Stored data:
=== Begin Enclosure ===

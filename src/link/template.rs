//! Concrete page URI construction
//!
//! Builds fully-expanded URIs for individual pages. Every produced href
//! carries literal `page` and `size` query parameters; callers never observe
//! `{`/`}` template syntax in a link.

use crate::error::{Error, Result};
use crate::page::PageNumbering;
use url::Url;

/// Query parameter carrying the external page number.
pub const PAGE_PARAM: &str = "page";

/// Query parameter carrying the page size.
pub const SIZE_PARAM: &str = "size";

/// Produces concrete page URIs rooted at a base.
///
/// The base is either configured explicitly or derived from the URI of the
/// request being served. Query parameters other than `page`/`size` on the
/// base are preserved in every produced URI; `page`/`size` themselves are
/// always replaced with the requested coordinates.
#[derive(Debug, Clone)]
pub struct PageUriBuilder {
    base: Url,
    numbering: PageNumbering,
}

impl PageUriBuilder {
    /// Create a builder from an already-parsed absolute base URI
    pub fn new(base: Url, numbering: PageNumbering) -> Self {
        Self { base, numbering }
    }

    /// Parse an absolute base URI from a string
    pub fn parse(base: &str, numbering: PageNumbering) -> Result<Self> {
        let parsed = Url::parse(base).map_err(|source| Error::invalid_base_uri(base, source))?;
        Ok(Self::new(parsed, numbering))
    }

    /// Create a builder rooted at the URI of the request being served
    pub fn from_request(uri: &Url, numbering: PageNumbering) -> Self {
        Self::new(uri.clone(), numbering)
    }

    /// The base URI this builder roots links at
    pub fn base(&self) -> &Url {
        &self.base
    }

    /// Concrete URI for the page at `index` (internal, zero-based) with
    /// `size` elements.
    ///
    /// Existing `page`/`size` parameters on the base are dropped so the
    /// produced URI carries exactly one of each; all other parameters are
    /// kept in their original order.
    pub fn page_uri(&self, index: u64, size: u64) -> Url {
        let retained: Vec<(String, String)> = self
            .base
            .query_pairs()
            .filter(|(key, _)| key != PAGE_PARAM && key != SIZE_PARAM)
            .map(|(key, value)| (key.into_owned(), value.into_owned()))
            .collect();

        let mut uri = self.base.clone();
        uri.set_query(None);
        {
            let mut pairs = uri.query_pairs_mut();
            for (key, value) in &retained {
                pairs.append_pair(key, value);
            }
            pairs.append_pair(PAGE_PARAM, &self.numbering.to_external(index).to_string());
            pairs.append_pair(SIZE_PARAM, &size.to_string());
        }
        uri
    }
}
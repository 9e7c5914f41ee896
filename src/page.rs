//! Page model
//!
//! A [`Page`] is a bounded, ordered slice of a larger result set plus the
//! positional metadata ([`PageDescriptor`]) that produced it. Pages are built
//! by the caller (typically from a repository query) and handed to the
//! assembler; the assembler never mutates them.

use serde::{Deserialize, Serialize};

/// External page numbering scheme.
///
/// Internally pages are always zero-indexed. Externally visible page numbers
/// (in links and metadata) may start at 0 or 1 depending on this flag.
#[derive(Debug, Clone, Copy, PartialEq, Eq, Default, Serialize, Deserialize)]
#[serde(rename_all = "snake_case")]
pub enum PageNumbering {
    /// External page numbers start at 0 (the default)
    #[default]
    ZeroBased,
    /// External page numbers start at 1
    OneBased,
}

impl PageNumbering {
    /// Convert an internal zero-based index to its external page number
    pub fn to_external(self, internal: u64) -> u64 {
        internal.saturating_add(self.offset())
    }

    /// Convert an external page number back to the internal zero-based index
    pub fn to_internal(self, external: u64) -> u64 {
        external.saturating_sub(self.offset())
    }

    fn offset(self) -> u64 {
        match self {
            Self::ZeroBased => 0,
            Self::OneBased => 1,
        }
    }
}

/// Positional metadata of a single page: which page, of what size, out of how
/// many elements in total.
#[derive(Debug, Clone, Copy, PartialEq, Eq, Serialize, Deserialize)]
pub struct PageDescriptor {
    /// Zero-based index of the page currently held
    pub index: u64,
    /// Number of elements per page. 0 is only meaningful for an explicitly
    /// empty page.
    pub size: u64,
    /// Total number of elements across all pages
    pub total_elements: u64,
}

impl PageDescriptor {
    /// Create a new page descriptor
    pub fn new(index: u64, size: u64, total_elements: u64) -> Self {
        Self {
            index,
            size,
            total_elements,
        }
    }

    /// Total number of pages.
    ///
    /// An empty result set still counts as one conceptual page, so this never
    /// returns 0.
    pub fn total_pages(&self) -> u64 {
        if self.size == 0 || self.total_elements == 0 {
            1
        } else {
            self.total_elements.div_ceil(self.size)
        }
    }

    /// Whether the index points beyond the last page.
    ///
    /// Out-of-range descriptors are tolerated and presented with last-page
    /// link semantics rather than rejected.
    pub fn is_out_of_range(&self) -> bool {
        self.index >= self.total_pages()
    }
}

/// A single page of content plus its descriptor.
///
/// Content order is preserved end to end through assembly.
#[derive(Debug, Clone, PartialEq, Serialize, Deserialize)]
pub struct Page<T> {
    /// The elements on this page, in result-set order
    pub content: Vec<T>,
    /// Positional metadata for this page
    pub descriptor: PageDescriptor,
}

impl<T> Page<T> {
    /// Create a page from its content and descriptor
    pub fn new(content: Vec<T>, descriptor: PageDescriptor) -> Self {
        Self {
            content,
            descriptor,
        }
    }

    /// Create a page with no content
    pub fn empty(descriptor: PageDescriptor) -> Self {
        Self {
            content: Vec::new(),
            descriptor,
        }
    }

    /// Number of elements on this page
    pub fn len(&self) -> usize {
        self.content.len()
    }

    /// Whether this page holds no elements
    pub fn is_empty(&self) -> bool {
        self.content.is_empty()
    }
}
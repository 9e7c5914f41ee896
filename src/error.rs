//! Error types for pagelink
//!
//! All fallible public APIs return `Result<T, Error>` where Error is defined
//! here. Every failure is a deterministic function of the inputs; none are
//! transient, and none leave the assembler in a corrupted state.

use thiserror::Error;

/// The main error type for pagelink
#[derive(Error, Debug)]
pub enum Error {
    /// A configured or supplied base URI could not be parsed as absolute.
    #[error("Invalid base URI '{uri}': {source}")]
    InvalidBaseUri {
        /// The URI string as supplied by the caller
        uri: String,
        /// The underlying parse failure
        #[source]
        source: url::ParseError,
    },

    /// A precondition on a public operation was violated.
    #[error("Invalid argument: {message}")]
    InvalidArgument {
        /// What was wrong with the argument
        message: String,
    },
}

impl Error {
    /// Create an invalid base URI error
    pub fn invalid_base_uri(uri: impl Into<String>, source: url::ParseError) -> Self {
        Self::InvalidBaseUri {
            uri: uri.into(),
            source,
        }
    }

    /// Create an invalid argument error
    pub fn invalid_argument(message: impl Into<String>) -> Self {
        Self::InvalidArgument {
            message: message.into(),
        }
    }
}

/// Result type alias for pagelink
pub type Result<T> = std::result::Result<T, Error>;
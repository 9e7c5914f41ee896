//! # pagelink
//!
//! Pagination link assembly for hypermedia-style APIs.
//!
//! Given a single page of a larger result set plus the pagination parameters
//! that produced it, pagelink deterministically builds the navigational
//! hyperlinks (`first`, `prev`, `self`, `next`, `last`) describing that
//! page's position, and wraps the page's content into a transport-ready
//! paginated representation.
//!
//! ## Features
//!
//! - **Boundary-aware links**: no `prev` on the first page, no `next` on the
//!   last; `first`/`last` appear for multi-page results or when forced
//! - **Concrete URIs**: literal `page`/`size` query parameters, other request
//!   parameters preserved, never a template placeholder
//! - **Zero- or one-indexed** external page numbering
//! - **Pluggable conversion**: convert elements and wrap the final
//!   representation through caller-supplied closures
//! - **Empty-page placeholders**: empty collections still declare their
//!   element type downstream
//!
//! ## Quick Start
//!
//! ```rust
//! use std::sync::Arc;
//! use pagelink::{FixedRequest, Page, PageDescriptor, PagedAssembler};
//!
//! let context = FixedRequest::parse("http://localhost/people?sort=name")?;
//! let assembler = PagedAssembler::new(Arc::new(context));
//!
//! // The second of three pages of size 1.
//! let page = Page::new(vec!["Dave"], PageDescriptor::new(1, 1, 3));
//! let assembled = assembler.assemble(page);
//!
//! let next = assembled.links.href(pagelink::LinkRelation::Next).unwrap();
//! assert_eq!(next, "http://localhost/people?sort=name&page=2&size=1");
//! # Ok::<(), pagelink::Error>(())
//! ```
//!
//! ## Architecture
//!
//! ```text
//! caller ──▶ PagedAssembler ──▶ compute_links ──▶ PageUriBuilder
//!                 │                                (page/size substitution)
//!                 └──▶ AssembledPage { content, metadata, links }
//! ```

#![warn(missing_docs)]
#![warn(clippy::all)]
#![warn(clippy::pedantic)]
#![allow(clippy::module_name_repetitions)]
#![allow(clippy::must_use_candidate)]
#![allow(clippy::missing_errors_doc)]

// ============================================================================
// Module declarations
// ============================================================================

/// Error types
pub mod error;

/// Ambient request context collaborator
pub mod context;

/// Page model and numbering schemes
pub mod page;

/// Navigational link construction
pub mod link;

/// Paged resource assembly
pub mod assembler;

// ============================================================================
// Re-exports
// ============================================================================

pub use assembler::{
    AssembledPage, EmbeddedTypePlaceholder, LinkOptions, PageMetadata, PagedAssembler,
};
pub use context::{FixedRequest, RequestContext};
pub use error::{Error, Result};
pub use link::{Link, LinkRelation, LinkSet, PageUriBuilder};
pub use page::{Page, PageDescriptor, PageNumbering};

/// Crate version
pub const VERSION: &str = env!("CARGO_PKG_VERSION");

/// Crate name
pub const NAME: &str = env!("CARGO_PKG_NAME");
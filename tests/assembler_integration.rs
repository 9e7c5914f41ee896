//! Integration tests for the public assembly API
//!
//! Exercises the full flow: page + request context → assembler → JSON-ready
//! paginated representation.

use pagelink::{
    FixedRequest, LinkRelation, Page, PageDescriptor, PageNumbering, PagedAssembler,
};
use pretty_assertions::assert_eq;
use serde::Serialize;
use serde_json::json;
use std::sync::Arc;

#[derive(Debug, Clone, Serialize)]
struct Person {
    name: String,
}

fn people_assembler(request_uri: &str) -> PagedAssembler {
    let context = FixedRequest::parse(request_uri).unwrap();
    PagedAssembler::new(Arc::new(context))
}

// ============================================================================
// Request-Derived Base URI Tests
// ============================================================================

#[test]
fn test_request_parameters_survive_but_page_and_size_are_replaced() {
    let assembler = people_assembler("http://localhost/people?sort=name&page=5&size=9");

    let page = Page::new(
        vec![Person {
            name: "Dave".to_string(),
        }],
        PageDescriptor::new(1, 1, 3),
    );
    let assembled = assembler.assemble(page);

    assert_eq!(
        assembled.links.href(LinkRelation::SelfRel),
        Some("http://localhost/people?sort=name&page=1&size=1")
    );
    assert_eq!(
        assembled.links.href(LinkRelation::Prev),
        Some("http://localhost/people?sort=name&page=0&size=1")
    );
    assert_eq!(
        assembled.links.href(LinkRelation::Next),
        Some("http://localhost/people?sort=name&page=2&size=1")
    );
}

#[test]
fn test_no_link_ever_carries_template_syntax() {
    let assembler = people_assembler("http://localhost/people?filter=a%20b");

    let page = Page::new(
        vec![Person {
            name: "Dave".to_string(),
        }],
        PageDescriptor::new(1, 1, 3),
    );
    let assembled = assembler.assemble(page);

    for link in assembled.links.iter() {
        assert!(!link.href.contains('{'), "templated href: {}", link.href);
        assert!(!link.href.contains('}'), "templated href: {}", link.href);
    }
}

// ============================================================================
// Serialization Tests
// ============================================================================

#[test]
fn test_assembled_page_serializes_for_downstream_rendering() {
    let mut assembler = people_assembler("http://localhost/people");
    assembler.set_numbering(PageNumbering::OneBased);

    let page = Page::new(
        vec![Person {
            name: "Dave".to_string(),
        }],
        PageDescriptor::new(0, 1, 3),
    );
    let assembled = assembler.assemble(page);
    let value = serde_json::to_value(&assembled).unwrap();

    assert_eq!(value["content"], json!([{ "name": "Dave" }]));
    assert_eq!(
        value["metadata"],
        json!({
            "size": 1,
            "number": 1,
            "total_elements": 3,
            "total_pages": 3
        })
    );

    let links = value["links"].as_array().unwrap();
    assert!(links.contains(&json!({
        "rel": "self",
        "href": "http://localhost/people?page=1&size=1"
    })));
    assert!(links.contains(&json!({
        "rel": "next",
        "href": "http://localhost/people?page=2&size=1"
    })));
}

#[test]
fn test_empty_page_placeholder_serializes_with_element_type() {
    let assembler = people_assembler("http://localhost/people");

    let page: Page<Person> = Page::empty(PageDescriptor::new(0, 20, 0));
    let assembled = assembler.assemble_empty(&page, "Person").unwrap();
    let value = serde_json::to_value(&assembled).unwrap();

    assert_eq!(value["content"], json!([{ "element_type": "Person" }]));
    assert_eq!(value["metadata"]["total_elements"], json!(0));
}
// Trait definitions
pub mod discord_service;

// Type definitions
pub mod interaction_ref;

// Implementations
pub mod serenity_discord_service;

// Re-exports for convenience
pub use discord_service::DiscordService;
pub use interaction_ref::InteractionRef;
pub use serenity_discord_service::SerenityDiscordService;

=== End Enclosure ===

**Directions:** Please retype exactly the line containing "let page: Page<Person>" and each line after it to the end of the records, and nothing more.

**Solved problem:**
    let page: Page<Person> = Page::empty(PageDescriptor::new(0, 20, 0));
    let assembled = assembler.assemble_empty(&page, "Person").unwrap();
    let value = serde_json::to_value(&assembled).unwrap();

    assert_eq!(value["content"], json!([{ "element_type": "Person" }]));
    assert_eq!(value["metadata"]["total_elements"], json!(0));
}
// Trait definitions
pub mod discord_service;

// Type definitions
pub mod interaction_ref;

// Implementations
pub mod serenity_discord_service;

// Re-exports for convenience
pub use discord_service::DiscordService;
pub use interaction_ref::InteractionRef;
pub use serenity_discord_service::SerenityDiscordService;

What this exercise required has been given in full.